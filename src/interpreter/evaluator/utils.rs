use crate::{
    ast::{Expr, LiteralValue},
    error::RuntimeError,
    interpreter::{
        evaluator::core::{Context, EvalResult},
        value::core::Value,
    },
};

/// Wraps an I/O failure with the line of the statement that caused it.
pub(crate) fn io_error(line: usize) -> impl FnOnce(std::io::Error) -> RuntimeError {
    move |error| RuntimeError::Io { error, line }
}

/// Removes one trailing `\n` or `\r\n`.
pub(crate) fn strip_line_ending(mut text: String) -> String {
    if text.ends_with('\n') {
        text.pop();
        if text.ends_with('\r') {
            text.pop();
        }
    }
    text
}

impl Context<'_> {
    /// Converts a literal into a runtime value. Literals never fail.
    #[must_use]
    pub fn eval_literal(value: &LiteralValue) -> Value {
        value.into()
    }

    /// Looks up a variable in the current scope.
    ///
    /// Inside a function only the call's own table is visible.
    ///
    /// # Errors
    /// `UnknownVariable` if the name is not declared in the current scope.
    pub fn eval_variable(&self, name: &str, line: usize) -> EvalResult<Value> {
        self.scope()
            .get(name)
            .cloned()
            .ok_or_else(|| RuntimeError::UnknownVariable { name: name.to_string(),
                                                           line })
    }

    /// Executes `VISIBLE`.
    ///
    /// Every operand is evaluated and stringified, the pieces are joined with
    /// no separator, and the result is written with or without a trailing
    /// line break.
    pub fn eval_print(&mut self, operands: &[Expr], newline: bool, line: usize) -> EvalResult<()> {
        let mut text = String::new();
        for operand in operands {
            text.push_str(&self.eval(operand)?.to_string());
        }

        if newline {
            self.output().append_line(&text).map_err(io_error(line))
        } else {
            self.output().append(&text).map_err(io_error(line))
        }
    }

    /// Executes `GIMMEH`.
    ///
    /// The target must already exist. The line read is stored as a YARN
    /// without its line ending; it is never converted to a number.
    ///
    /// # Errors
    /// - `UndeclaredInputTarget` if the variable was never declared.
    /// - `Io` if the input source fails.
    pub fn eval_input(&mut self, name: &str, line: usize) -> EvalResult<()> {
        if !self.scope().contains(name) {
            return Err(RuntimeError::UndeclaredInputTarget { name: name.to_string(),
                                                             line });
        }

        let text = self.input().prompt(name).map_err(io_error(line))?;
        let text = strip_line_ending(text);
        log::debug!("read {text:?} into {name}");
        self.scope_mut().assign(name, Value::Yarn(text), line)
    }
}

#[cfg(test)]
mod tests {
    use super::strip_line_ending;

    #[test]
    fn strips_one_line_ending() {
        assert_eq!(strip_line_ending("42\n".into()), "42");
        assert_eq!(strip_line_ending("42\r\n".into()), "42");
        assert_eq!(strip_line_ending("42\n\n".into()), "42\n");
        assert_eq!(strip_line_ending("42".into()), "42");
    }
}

* **WHAT THE TASK REQUIRES**
Each line above with the string "operands" in it should be located and copied.

* **EXERCISE RESULT**
    pub fn eval_print(&mut self, operands: &[Expr], newline: bool, line: usize) -> EvalResult<()> {
        for operand in operands {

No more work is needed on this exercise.